Solak’s United Media is one of the largest telecommunication groups in the Balkans, providing internet, telephony and TV programmes to a host of stations with some €440 million in revenue in 2016.
Solak, whose passion is golf, owns a 22.11% stake in United Media Group through his ownership of Gerrard Enterprises in Isle of Man; his wife Gordana is touted as the owner of another 4.99% stake through a BVI company called Cable Management Company Ltd.
In 2014, the group set up United Media Malta, in Malta. Although this company does not have a single employee, between August 2014 to August 2015 United Media Malta Limited received €6.7 million from Croatian Telekom, Iskon and VIPnet, and paid only €27,000 in tax in Malta.

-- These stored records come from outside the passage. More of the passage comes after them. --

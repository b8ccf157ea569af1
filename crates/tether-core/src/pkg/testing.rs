//! Test doubles and fixtures shared by unit tests.
//!
//! [`RecordingVcs`] stands in for the VCS binaries. The `git` helpers build
//! real throwaway repositories for the few tests that need them; those tests
//! return early when no `git` binary is installed.

use super::dependency::Dependency;
use super::error::PkgError;
use super::vcs::{GetOptions, UpdateOptions, Vcs};
use parking_lot::Mutex;
use std::collections::HashSet;
use std::fs;
use std::path::Path;
use std::process::Command;

/// Records every call and materializes checkouts as plain directories.
#[derive(Default)]
pub(crate) struct RecordingVcs {
    /// Package names whose operations fail.
    pub fail: HashSet<String>,
    pub updated: Mutex<Vec<String>>,
    pub fetched: Mutex<Vec<String>>,
    pub versioned: Mutex<Vec<(String, String)>>,
}

impl RecordingVcs {
    pub fn failing(names: &[&str]) -> Self {
        Self {
            fail: names.iter().map(ToString::to_string).collect(),
            ..Default::default()
        }
    }

    fn check(&self, name: &str) -> Result<(), PkgError> {
        if self.fail.contains(name) {
            Err(PkgError::vcs(format!("simulated failure for {name}")))
        } else {
            Ok(())
        }
    }
}

impl Vcs for RecordingVcs {
    fn update(
        &self,
        dep: &Dependency,
        vendor: &Path,
        _opts: &UpdateOptions,
    ) -> Result<(), PkgError> {
        self.updated.lock().push(dep.name.clone());
        self.check(&dep.name)?;
        fs::create_dir_all(vendor.join(&dep.name))?;
        Ok(())
    }

    fn get(&self, dep: &Dependency, dest: &Path, _opts: &GetOptions) -> Result<(), PkgError> {
        self.fetched.lock().push(dep.name.clone());
        self.check(&dep.name)?;
        fs::create_dir_all(dest)?;
        Ok(())
    }

    fn set_version(&self, dep: &Dependency, _vendor: &Path) -> Result<String, PkgError> {
        self.versioned
            .lock()
            .push((dep.name.clone(), dep.reference.clone()));
        self.check(&dep.name)?;
        Ok(format!("rev-{}", dep.reference))
    }

    fn revision(&self, dir: &Path) -> Result<String, PkgError> {
        let name = dir
            .file_name()
            .map(|n| n.to_string_lossy().into_owned())
            .unwrap_or_default();
        Ok(format!("head-{name}"))
    }
}

/// Whether a `git` binary can be run.
pub fn git_available() -> bool {
    Command::new("git")
        .arg("--version")
        .output()
        .is_ok_and(|out| out.status.success())
}

/// Run git in `dir` with a throwaway identity, returning trimmed stdout.
pub fn git(dir: &Path, args: &[&str]) -> String {
    let out = Command::new("git")
        .args([
            "-c",
            "user.name=tether",
            "-c",
            "user.email=tether@example.com",
            "-c",
            "commit.gpgsign=false",
        ])
        .args(args)
        .current_dir(dir)
        .env("GIT_TERMINAL_PROMPT", "0")
        .output()
        .unwrap();
    assert!(
        out.status.success(),
        "git {args:?} failed: {}",
        String::from_utf8_lossy(&out.stderr)
    );
    String::from_utf8_lossy(&out.stdout).trim().to_string()
}

/// Commit `files` to the repository at `dir` on `master`, creating the
/// repository first. Returns the new HEAD.
pub fn commit(dir: &Path, files: &[(&str, &str)]) -> String {
    if !dir.join(".git").exists() {
        fs::create_dir_all(dir).unwrap();
        git(dir, &["init", "--quiet"]);
        git(dir, &["symbolic-ref", "HEAD", "refs/heads/master"]);
    }
    for (name, content) in files {
        fs::write(dir.join(name), content).unwrap();
    }
    git(dir, &["add", "--all"]);
    git(dir, &["commit", "--quiet", "-m", "change"]);
    git(dir, &["rev-parse", "HEAD"])
}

Malta’s tax imputation system allows shareholders whose dividends are from activities that are not resident in Malta, to get an 85% rebate on the 35% tax they pay to the exchequer. This ultimately gives them an effective tax rate of some 5%.
The Maltese company was liquidated at the end of 2015.
Dragan Solak did not answer to questions from Nacional about the tax paid in Malta and in Croatia.
Another set of documents revealed Solak to be the owner of Prestige Media Ltd, a Maltese company, which was nominally owned by a Seychelles offshore company Salvado Investment Corp, Cohengen Holdings Limited from Cyprus and IKO Balkan S.r.l. from Romania.
Prestige Media booked a total of €10 million in revenue and over €9.6 million in profits, with tax paid in Malta. According to a document sent by the shareholdings to Nexia BT, the audit firm, the distribution of profits was €9.8 million, through the payment of a loan at just 0.125% interest rate. The company was liquidated in February 2015.